Книга: У всякого народа есть родина, но только у нас – Россия. Проблема единения народов России в экстремальные периоды истории как цивилизационный феномен российской государственности. Исследования и документы
Назад: Документ № 13 «Почему немцы так быстро прорвались к Сталинграду?» Из беседы с генерал-майором Степаном Савельевичем Гурьевым – командиром 39‑й гвардейской стрелковой дивизии. Август 1942 г.
Дальше: Документ № 15 «…третий батальон бой вел всю ночь…Неожиданно и крепко он побил немцев» Из беседы с подполковником Василием Андреевичем Лещининым – замкомандира дивизии по строевой части, командиром 112‑го полка.

Документ № 14

«…Каждому бойцу мы сделали кинжалы десантные. Это гордость для него…»

Из беседы с подполковником Яковом Ивановичем Дубровским – начальником политотдела 39‑й гвардейской стрелковой дивизии.

Примерно, числа 5‑го августа мы получили приказ наркома, что все десантные корпуса преобразовываются в гвардейские. Это было 8‑го августа 1942 года. Тогда мы получили наименование 39‑й гвардейской дивизии.

Я в это время работал комиссаром штаба корпуса. Приехали командир корпуса Гурьев и комиссар корпуса Чернышев.

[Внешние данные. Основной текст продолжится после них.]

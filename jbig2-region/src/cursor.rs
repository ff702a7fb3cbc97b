//! Zero-padded sequential pixel reads.
//!
//! "Near the edges of the bitmap, these neighbour references might not lie in
//! the actual bitmap. The rule to satisfy out-of-bounds references shall be:
//! All pixels lying outside the bounds of the actual bitmap have the value 0."
//! (6.2.5.2)

use crate::bitmap::Bitmap;

/// A scanning position over a bitmap that reads 0 outside of it.
///
/// The cursor does not borrow the bitmap, so it can walk a region that is
/// written to between two reads. Every [`next_pixel`](Self::next_pixel) moves
/// one pixel to the right, whether or not the read was inside the bitmap.
#[derive(Debug, Clone, Copy, Default, PartialEq, Eq)]
pub struct PixelCursor {
    x: i32,
    y: i32,
}

impl PixelCursor {
    /// Create a cursor at (x, y).
    #[inline]
    pub fn new(x: i32, y: i32) -> Self {
        Self { x, y }
    }

    /// Move the cursor to (x, y).
    #[inline]
    pub fn seek(&mut self, x: i32, y: i32) {
        self.x = x;
        self.y = y;
    }

    /// The current position.
    #[inline]
    pub fn position(&self) -> (i32, i32) {
        (self.x, self.y)
    }

    /// Read the pixel at the current position and advance by one column.
    #[inline(always)]
    pub fn next_pixel(&mut self, bitmap: &Bitmap) -> u32 {
        let pixel = if self.x >= 0
            && (self.x as u32) < bitmap.width()
            && self.y >= 0
            && (self.y as u32) < bitmap.height()
        {
            u32::from(bitmap.get_pixel(self.x as u32, self.y))
        } else {
            0
        };

        self.x = self.x.saturating_add(1);

        pixel
    }

    /// Read `count` pixels, shifting each one into `value` from the right.
    #[inline(always)]
    pub(crate) fn preload(&mut self, bitmap: &Bitmap, count: u32) -> u32 {
        let mut value = 0;
        for _ in 0..count {
            value = (value << 1) | self.next_pixel(bitmap);
        }

        value
    }
}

Меня назначили начальником политотдела этой дивизии, Чернышев работал комиссаром дивизии.

Коротко надо сказать, что собою представляет наша дивизия. Основные кадры начсостава и политсостава и часть бойцов, которые мы сумели сохранить во время боев под Москвой, явились нашим костяком для развертывания гвардейской дивизии. Поэтому у нас была полная уверенность, что звание, которое нам дали авансом, будет полностью оправдано. Комсомольцев у нас было 5534. В общем партийно-комсомольский состав до 70 % доходил. Комсостав прошел бои в Латвии с немцами, под Орлом, под Москвой и был подготовлен к тому, чтобы выполнять серьезные задачи под Сталинградом. Весь руководящий комсостав мы сумели сохранить. Он приобрел большой опыт в руководстве частями в борьбе с немцами.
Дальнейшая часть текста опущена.